The Good: It’s cute.  And, while not a fantastic family film, it’s still good enough to entertain the whole family and maintain my theory that kid movies don’t have to be stupid to please them.  And it has some classic moments.

The Bad: You have to listen to Miley Cyrus’s voice for a good third of the film, and that’s enough to drive some people over the edge.  And sadly it gets a little too sappy at times.

The Verdict: A great movie to rent with the kids a good enough addition to the okay collection of Disney 3D animated movies.  But not anything worth writing home about.


#57: The Big Lebowski

December 15, 2009

Another cult classic that I haven’t seen (and some how managed to avoid at college).  So I figured I might as well watch it!

So what’s it about?: A bowling-loving, easygoing slacker is mistaken for millionaire of the same name, resulting in an adventure all over Los Angeles to meet a crazy cast of characters and a crap load of ensuing chaos.

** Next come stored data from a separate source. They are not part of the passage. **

// Forms-based authentication through the SharePoint authentication web service

use async_trait::async_trait;
use chrono::{Duration, Utc};
use reqwest::header::CONTENT_TYPE;
use serde::{Deserialize, Serialize};
use std::path::Path;

use super::credentials;
use super::types::{cache_key, first_set_cookie, AuthScheme, AuthToken};
use super::{AuthContext, CredentialStrategy, StrategyKind};
use crate::error::{AuthError, Result};
use crate::secret::SecretCrypter;
use crate::templates;

/// FBA strategy config
#[derive(Debug, Clone, Default, PartialEq, Serialize, Deserialize)]
#[serde(default, rename_all = "camelCase")]
pub struct FbaConfig {
    pub site_url: String,
    pub username: String,
    pub password: String,
}

pub struct FbaStrategy {
    ctx: AuthContext,
    config: FbaConfig,
    crypter: SecretCrypter,
}

impl FbaStrategy {
    pub fn new(ctx: AuthContext) -> Self {
        Self {
            ctx,
            config: FbaConfig::default(),
            crypter: SecretCrypter::new(None),
        }
    }

    pub fn with_config(ctx: AuthContext, config: FbaConfig) -> Self {
        let mut strategy = Self::new(ctx);
        strategy.config = config;
        strategy
    }

    pub fn config(&self) -> &FbaConfig {
        &self.config
    }

    async fn login(&self, endpoint: &str) -> Result<AuthToken> {
        tracing::debug!("FBA login at {}", endpoint);

        let response = self
            .ctx
            .no_redirect()
            .post(endpoint)
            .header(CONTENT_TYPE, "text/xml;charset=utf-8")
            .body(templates::fba::login(&self.config.username, &self.config.password))
            .send()
            .await?;

        let status = response.status();
        let cookie = first_set_cookie(response.headers());
        let body = response.text().await?;

        if let Some(fault) = templates::soap_fault(&body).ok().flatten() {
            return Err(AuthError::Protocol(fault));
        }
        if !status.is_success() {
            return Err(AuthError::http(status.as_u16(), &body));
        }

        let result = templates::fba::parse_response(&body)?;
        let cookie = cookie.ok_or_else(|| {
            AuthError::Protocol(format!("No {} cookie in FBA response", result.cookie_name))
        })?;

        Ok(AuthToken::new(
            cookie,
            Utc::now() + Duration::seconds(result.timeout_seconds),
        ))
    }
}

#[async_trait]
impl CredentialStrategy for FbaStrategy {
    fn kind(&self) -> StrategyKind {
        StrategyKind::Fba
    }

    fn site_url(&self) -> &str {
        &self.config.site_url
    }

    fn context(&self) -> &AuthContext {
        &self.ctx
    }

    fn set_master_key(&mut self, key: &str) {
        self.crypter = SecretCrypter::new(Some(key));
    }

    fn parse_config(&mut self, bytes: &[u8]) -> Result<()> {
        let mut config: FbaConfig = serde_json::from_slice(bytes)?;
        config.password = credentials::decode_secret(&self.crypter, &config.password);
        self.config = config;
        Ok(())
    }

    fn write_config(&self, path: &Path) -> Result<()> {
        let mut config = self.config.clone();
        config.password = credentials::encode_secret(&self.crypter, &config.password)?;
        credentials::write_config_file(path, self.kind(), &config)
    }

    fn cache_key(&self) -> Result<String> {
        let site = credentials::parse_site_url(&self.config.site_url)?;
        Ok(cache_key(
            &credentials::host_key(&site),
            self.strategy(),
            &[&self.config.username, &self.config.password],
        ))
    }

    fn scheme(&self) -> AuthScheme {
        AuthScheme::Cookie
    }

    async fn get_auth(&self) -> Result<AuthToken> {
        let site = credentials::parse_site_url(&self.config.site_url)?;
        credentials::require("username", &self.config.username)?;
        credentials::require("password", &self.config.password)?;

        let endpoint = format!("{}/_vti_bin/authentication.asmx", credentials::origin(&site));
        let key = self.cache_key()?;
        self.ctx.cached(&key, || self.login(&endpoint)).await
    }
}
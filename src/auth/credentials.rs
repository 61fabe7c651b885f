// Strategy config loading, normalization and persistence

use serde::Serialize;
use std::path::{Path, PathBuf};
use url::Url;

use super::StrategyKind;
use crate::error::{AuthError, Result};
use crate::secret::SecretCrypter;

/// Parse and validate the `siteUrl` of a config
pub fn parse_site_url(site_url: &str) -> Result<Url> {
    if site_url.trim().is_empty() {
        return Err(AuthError::Validation("siteUrl is required".to_string()));
    }
    let url = Url::parse(site_url.trim())
        .map_err(|e| AuthError::Validation(format!("Invalid siteUrl {}: {}", site_url, e)))?;
    if url.host_str().is_none() {
        return Err(AuthError::Validation(format!("siteUrl has no host: {}", site_url)));
    }
    Ok(url)
}

/// `scheme://host[:port]` of a URL
pub fn origin(url: &Url) -> String {
    url.origin().ascii_serialization()
}

/// Host (with port when present) used to partition caches
pub fn host_key(url: &Url) -> String {
    match (url.host_str(), url.port()) {
        (Some(host), Some(port)) => format!("{}:{}", host, port),
        (Some(host), None) => host.to_string(),
        _ => String::new(),
    }
}

/// Fail with a validation error when a required field is empty
pub fn require(field: &str, value: &str) -> Result<()> {
    if value.trim().is_empty() {
        return Err(AuthError::Validation(format!("{} is required", field)));
    }
    Ok(())
}

/// Qualify `username` with `domain` unless it already carries one (`\` or `@`)
pub fn qualify_username(username: &str, domain: Option<&str>) -> String {
    match domain.filter(|d| !d.is_empty()) {
        Some(domain) if !username.contains('\\') && !username.contains('@') => {
            format!("{}\\{}", domain, username)
        }
        _ => username.to_string(),
    }
}

/// Decrypt a secret field; plaintext values are kept as is
pub fn decode_secret(crypter: &SecretCrypter, value: &str) -> String {
    if value.is_empty() {
        return String::new();
    }
    crypter.decode_or_plain(value)
}

/// Encrypt a secret field for persistence
pub fn encode_secret(crypter: &SecretCrypter, value: &str) -> Result<String> {
    if value.is_empty() {
        return Ok(String::new());
    }
    crypter.encode(value)
}

/// Read a config file
pub fn read_config_file(path: &Path) -> Result<Vec<u8>> {
    std::fs::read(path)
        .map_err(|e| AuthError::Config(format!("Cannot read config {}: {}", path.display(), e)))
}

/// Directory of a config file, used to resolve relative paths inside it
pub fn config_dir(path: &Path) -> PathBuf {
    path.parent()
        .map(Path::to_path_buf)
        .unwrap_or_else(|| PathBuf::from("."))
}

/// Resolve a path from a config relative to the config's directory
pub fn resolve_relative(dir: Option<&Path>, path: &str) -> PathBuf {
    let candidate = crate::config::expand_tilde(path);
    if candidate.is_absolute() {
        return candidate;
    }
    match dir {
        Some(dir) => dir.join(candidate),
        None => candidate,
    }
}

/// Serialize a config with its `strategy` tag and write it as pretty JSON
pub fn write_config_file<T: Serialize>(path: &Path, kind: StrategyKind, config: &T) -> Result<()> {
    let mut value = serde_json::to_value(config)?;
    if let serde_json::Value::Object(map) = &mut value {
        map.insert(
            "strategy".to_string(),
            serde_json::Value::String(kind.as_str().to_string()),
        );
    }
    let json = serde_json::to_string_pretty(&value)?;

    if let Some(parent) = path.parent().filter(|p| !p.as_os_str().is_empty()) {
        std::fs::create_dir_all(parent).map_err(|e| {
            AuthError::Config(format!("Cannot create {}: {}", parent.display(), e))
        })?;
    }
    std::fs::write(path, json)
        .map_err(|e| AuthError::Config(format!("Cannot write config {}: {}", path.display(), e)))
}

/// Read the `strategy` property of a config document
pub fn detect_strategy(bytes: &[u8]) -> Result<StrategyKind> {
    let value: serde_json::Value = serde_json::from_slice(bytes)?;
    let name = value
        .get("strategy")
        .and_then(|v| v.as_str())
        .ok_or_else(|| AuthError::Config("Config has no \"strategy\" property".to_string()))?;
    name.parse()
}
// SharePoint add-in only authentication (ACS client credentials)

use async_trait::async_trait;
use chrono::Duration;
use reqwest::header::{AUTHORIZATION, WWW_AUTHENTICATE};
use serde::{Deserialize, Serialize};
use std::path::Path;

use super::credentials;
use super::refresh;
use super::types::{cache_key, AuthScheme, AuthToken};
use super::{AuthContext, CredentialStrategy, StrategyKind};
use crate::error::{AuthError, Result};
use crate::secret::SecretCrypter;

/// SharePoint service principal id
const SHAREPOINT_PRINCIPAL: &str = "00000003-0000-0ff1-ce00-000000000000";
const DEFAULT_ACS_URL: &str = "https://accounts.accesscontrol.windows.net";

/// How long discovered realms and token endpoints are reused
const DISCOVERY_TTL_MINUTES: i64 = 60;

/// Add-in only strategy config
#[derive(Debug, Clone, Default, PartialEq, Serialize, Deserialize)]
#[serde(default, rename_all = "camelCase")]
pub struct AddinConfig {
    pub site_url: String,
    pub client_id: String,
    pub client_secret: String,
    /// Tenant id; discovered from the site when empty
    #[serde(skip_serializing_if = "String::is_empty")]
    pub realm: String,
    /// Access control service base URL
    #[serde(skip_serializing_if = "String::is_empty")]
    pub acs_url: String,
}

#[derive(Debug, Deserialize)]
struct AcsMetadata {
    #[serde(default)]
    endpoints: Vec<AcsEndpoint>,
}

#[derive(Debug, Deserialize)]
struct AcsEndpoint {
    #[serde(default)]
    protocol: String,
    #[serde(default)]
    location: String,
}

/// Realm announced by a `WWW-Authenticate: Bearer realm="...",client_id="..."` challenge
pub fn parse_bearer_realm(header: &str) -> Option<String> {
    let rest = header.trim().strip_prefix("Bearer")?;
    rest.split(',')
        .filter_map(|part| part.trim().split_once('='))
        .find(|(name, _)| name.trim().eq_ignore_ascii_case("realm"))
        .map(|(_, value)| value.trim().trim_matches('"').to_string())
        .filter(|realm| !realm.is_empty())
}

pub struct AddinStrategy {
    ctx: AuthContext,
    config: AddinConfig,
    crypter: SecretCrypter,
}

impl AddinStrategy {
    pub fn new(ctx: AuthContext) -> Self {
        Self {
            ctx,
            config: AddinConfig::default(),
            crypter: SecretCrypter::new(None),
        }
    }

    pub fn with_config(ctx: AuthContext, config: AddinConfig) -> Self {
        let mut strategy = Self::new(ctx);
        strategy.config = config;
        strategy
    }

    pub fn config(&self) -> &AddinConfig {
        &self.config
    }

    fn acs_url(&self) -> &str {
        if self.config.acs_url.is_empty() {
            DEFAULT_ACS_URL
        } else {
            self.config.acs_url.trim_end_matches('/')
        }
    }

    async fn realm(&self, host: &str) -> Result<String> {
        if !self.config.realm.is_empty() {
            return Ok(self.config.realm.clone());
        }

        let key = format!("{}@realm", host);
        if let Some(realm) = self.ctx.cache().get(&key) {
            return Ok(realm);
        }

        let endpoint = format!("{}/_vti_bin/client.svc", self.config.site_url.trim_end_matches('/'));
        let response = self
            .ctx
            .client()
            .post(&endpoint)
            .header(AUTHORIZATION, "Bearer ")
            .send()
            .await?;

        let realm = response
            .headers()
            .get_all(WWW_AUTHENTICATE)
            .iter()
            .filter_map(|v| v.to_str().ok())
            .find_map(parse_bearer_realm)
            .ok_or_else(|| {
                AuthError::Protocol(format!("Unable to discover realm from {}", endpoint))
            })?;

        tracing::debug!("Discovered realm {} for {}", realm, host);
        self.ctx
            .cache()
            .set(&key, realm.clone(), Duration::minutes(DISCOVERY_TTL_MINUTES));
        Ok(realm)
    }

    async fn token_endpoint(&self, realm: &str) -> Result<String> {
        let metadata_url = format!("{}/metadata/json/1?realm={}", self.acs_url(), realm);
        if let Some(url) = self.ctx.cache().get(&metadata_url) {
            return Ok(url);
        }

        let response = self.ctx.client().get(&metadata_url).send().await?;
        let status = response.status();
        let body = response.text().await?;
        if !status.is_success() {
            return Err(AuthError::http(status.as_u16(), &body));
        }

        let metadata: AcsMetadata = serde_json::from_str(&body)
            .map_err(|e| AuthError::Protocol(format!("Invalid ACS metadata: {}", e)))?;
        let location = metadata
            .endpoints
            .into_iter()
            .find(|e| e.protocol == "OAuth2")
            .map(|e| e.location)
            .ok_or_else(|| AuthError::Protocol("No OAuth2 protocol location found".to_string()))?;

        self.ctx.cache().set(
            &metadata_url,
            location.clone(),
            Duration::minutes(DISCOVERY_TTL_MINUTES),
        );
        Ok(location)
    }

    async fn fetch(&self, host: &str) -> Result<AuthToken> {
        let realm = self.realm(host).await?;
        let token_url = self.token_endpoint(&realm).await?;

        let client_id = format!("{}@{}", self.config.client_id, realm);
        let resource = format!("{}/{}@{}", SHAREPOINT_PRINCIPAL, host, realm);
        let form = [
            ("grant_type", "client_credentials"),
            ("client_id", client_id.as_str()),
            ("client_secret", self.config.client_secret.as_str()),
            ("resource", resource.as_str()),
        ];

        let data = refresh::token_request(self.ctx.client(), &token_url, &form).await?;
        let expires_at = refresh::expires_at(&data);
        Ok(AuthToken::new(data.access_token, expires_at))
    }
}

#[async_trait]
impl CredentialStrategy for AddinStrategy {
    fn kind(&self) -> StrategyKind {
        StrategyKind::Addin
    }

    fn site_url(&self) -> &str {
        &self.config.site_url
    }

    fn context(&self) -> &AuthContext {
        &self.ctx
    }

    fn set_master_key(&mut self, key: &str) {
        self.crypter = SecretCrypter::new(Some(key));
    }

    fn parse_config(&mut self, bytes: &[u8]) -> Result<()> {
        let mut config: AddinConfig = serde_json::from_slice(bytes)?;
        config.client_secret = credentials::decode_secret(&self.crypter, &config.client_secret);
        self.config = config;
        Ok(())
    }

    fn write_config(&self, path: &Path) -> Result<()> {
        let mut config = self.config.clone();
        config.client_secret = credentials::encode_secret(&self.crypter, &config.client_secret)?;
        credentials::write_config_file(path, self.kind(), &config)
    }

    fn cache_key(&self) -> Result<String> {
        let site = credentials::parse_site_url(&self.config.site_url)?;
        Ok(cache_key(
            &credentials::host_key(&site),
            self.strategy(),
            &[&self.config.client_id, &self.config.client_secret],
        ))
    }

    fn scheme(&self) -> AuthScheme {
        AuthScheme::Bearer
    }

    async fn get_auth(&self) -> Result<AuthToken> {
        let site = credentials::parse_site_url(&self.config.site_url)?;
        credentials::require("clientId", &self.config.client_id)?;
        credentials::require("clientSecret", &self.config.client_secret)?;

        let host = credentials::host_key(&site);
        let key = self.cache_key()?;
        self.ctx.cached(&key, || self.fetch(&host)).await
    }
}
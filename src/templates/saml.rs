// SharePoint Online WS-Trust 2005 envelopes

use super::{compact, escape_param, soap_fault, text_at};
use crate::error::{AuthError, Result};

const RSTR_PATH: [&str; 3] = ["Envelope", "Body", "RequestSecurityTokenResponse"];

/// RequestSecurityToken for the online security token service (`extSTS.srf`)
pub fn online_saml_wsfed(sts_url: &str, endpoint: &str, username: &str, password: &str) -> String {
    compact(&format!(
        r#"
        <s:Envelope xmlns:s="http://www.w3.org/2003/05/soap-envelope" xmlns:a="http://www.w3.org/2005/08/addressing" xmlns:u="http://docs.oasis-open.org/wss/2004/01/oasis-200401-wss-wssecurity-utility-1.0.xsd">
            <s:Header>
                <a:Action s:mustUnderstand="1">http://schemas.xmlsoap.org/ws/2005/02/trust/RST/Issue</a:Action>
                <a:ReplyTo>
                    <a:Address>http://www.w3.org/2005/08/addressing/anonymous</a:Address>
                </a:ReplyTo>
                <a:To s:mustUnderstand="1">{sts_url}</a:To>
                <o:Security s:mustUnderstand="1" xmlns:o="http://docs.oasis-open.org/wss/2004/01/oasis-200401-wss-wssecurity-secext-1.0.xsd">
                    <o:UsernameToken>
                        <o:Username>{username}</o:Username>
                        <o:Password>{password}</o:Password>
                    </o:UsernameToken>
                </o:Security>
            </s:Header>
            <s:Body>
                <t:RequestSecurityToken xmlns:t="http://schemas.xmlsoap.org/ws/2005/02/trust">
                    <wsp:AppliesTo xmlns:wsp="http://schemas.xmlsoap.org/ws/2004/09/policy">
                        <a:EndpointReference>
                            <a:Address>{endpoint}</a:Address>
                        </a:EndpointReference>
                    </wsp:AppliesTo>
                    <t:KeyType>http://schemas.xmlsoap.org/ws/2005/05/identity/NoProofKey</t:KeyType>
                    <t:RequestType>http://schemas.xmlsoap.org/ws/2005/02/trust/Issue</t:RequestType>
                    <t:TokenType>urn:oasis:names:tc:SAML:1.0:assertion</t:TokenType>
                </t:RequestSecurityToken>
            </s:Body>
        </s:Envelope>
        "#,
        sts_url = escape_param(sts_url),
        endpoint = escape_param(endpoint),
        username = escape_param(username),
        password = escape_param(password),
    ))
}

/// Binary security token returned by the online STS
#[derive(Debug, Clone, PartialEq)]
pub struct BinaryToken {
    pub token: String,
    pub expires: String,
}

/// Parse the STS response, failing on a fault or a missing token
pub fn parse_response(xml: &str) -> Result<BinaryToken> {
    if let Some(fault) = soap_fault(xml)? {
        return Err(AuthError::Protocol(fault));
    }

    let token = text_at(
        xml,
        &[&RSTR_PATH[..], &["RequestedSecurityToken", "BinarySecurityToken"]].concat(),
    )?
    .filter(|t| !t.is_empty())
    .ok_or_else(|| AuthError::Protocol("Can't extract binary security token".to_string()))?;

    let expires =
        text_at(xml, &[&RSTR_PATH[..], &["Lifetime", "Expires"]].concat())?.unwrap_or_default();

    Ok(BinaryToken { token, expires })
}

#[cfg(test)]
mod tests {
    use super::*;

    #[test]
    fn test_online_saml_wsfed() {
        let body = online_saml_wsfed(
            "https://login.microsoftonline.com/extSTS.srf",
            "https://contoso.sharepoint.com/_forms/default.aspx?wa=wsignin1.0",
            "john@contoso.com",
            "secret",
        );
        assert!(body.contains("<a:To s:mustUnderstand=\"1\">https://login.microsoftonline.com/extSTS.srf</a:To>"));
        assert!(body.contains("default.aspx?wa=wsignin1.0</a:Address>"));
        assert!(body.contains("<o:Username>john@contoso.com</o:Username>"));
    }

    #[test]
    fn test_parse_response() {
        let xml = r#"<S:Envelope xmlns:S="http://www.w3.org/2003/05/soap-envelope"><S:Body><wst:RequestSecurityTokenResponse xmlns:wst="http://schemas.xmlsoap.org/ws/2005/02/trust"><wst:Lifetime><wsu:Created xmlns:wsu="u">2024-05-01T10:00:00Z</wsu:Created><wsu:Expires xmlns:wsu="u">2024-05-02T10:00:00Z</wsu:Expires></wst:Lifetime><wst:RequestedSecurityToken><wsse:BinarySecurityToken xmlns:wsse="s" Id="Compact0">t=EwBgAk6hB&amp;p=</wsse:BinarySecurityToken></wst:RequestedSecurityToken></wst:RequestSecurityTokenResponse></S:Body></S:Envelope>"#;
        let token = parse_response(xml).unwrap();
        assert_eq!(token.token, "t=EwBgAk6hB&p=");
        assert_eq!(token.expires, "2024-05-02T10:00:00Z");
    }

    #[test]
    fn test_parse_response_fault() {
        let xml = r#"<S:Envelope xmlns:S="http://www.w3.org/2003/05/soap-envelope"><S:Body><S:Fault><S:Reason><S:Text>Authentication Failure</S:Text></S:Reason></S:Fault></S:Body></S:Envelope>"#;
        assert!(matches!(parse_response(xml), Err(AuthError::Protocol(m)) if m == "Authentication Failure"));
    }
}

The Good: I’ll admit, this movie made no sense, until I saw it was a Coen brothers’ film, and then it all came together!  But even so, this film is beautifully sewn together.  It’s a movie that just should be a total mess, and yet totally works.  The characters are totally outrageous, yet you feel as though you could run into them on the street or at your local bowling alley tomorrow.  The movie is shot beautifully.  The soundtrack is not just a collection of great songs but actually add to the movie.  And this film has all the elements of a cult classic: quotability, quirkiness, and the ability to stand up to and even get better with repeat viewings.

The Bad: Another element of a cult classic: it’s not accessible to everyone.

The Verdict: It’s a movie everyone has to see once.  And should probably be watched again.


#52: Bonnie and Clyde

November 28, 2009

So what’s it about?: Bonnie and Clyde rob banks and chaos ensues.

The Good: This film is considered a classic for a reason.  It’s a good film.  The script is well written, the acting is well done, and from a cinematography stand point there were some really cool shots in this.  You could just tell the crew put a lot of thought into this film and it shows.  And it has what all good films have: a good beginning and a killer ending.

The Bad: Like I feel most older films suffer from, this movie dragged on at times from the result of its slower pacing.  And Faye Dunaway and Estelle Parsons were so annoying at times that I began to hate them both, which was definitely more the fault of the characters rather than the actresses.

The Verdict: A must see for any fan of well made films, but if you are looking for a high octane gangster movie, perhaps look for something a little newer.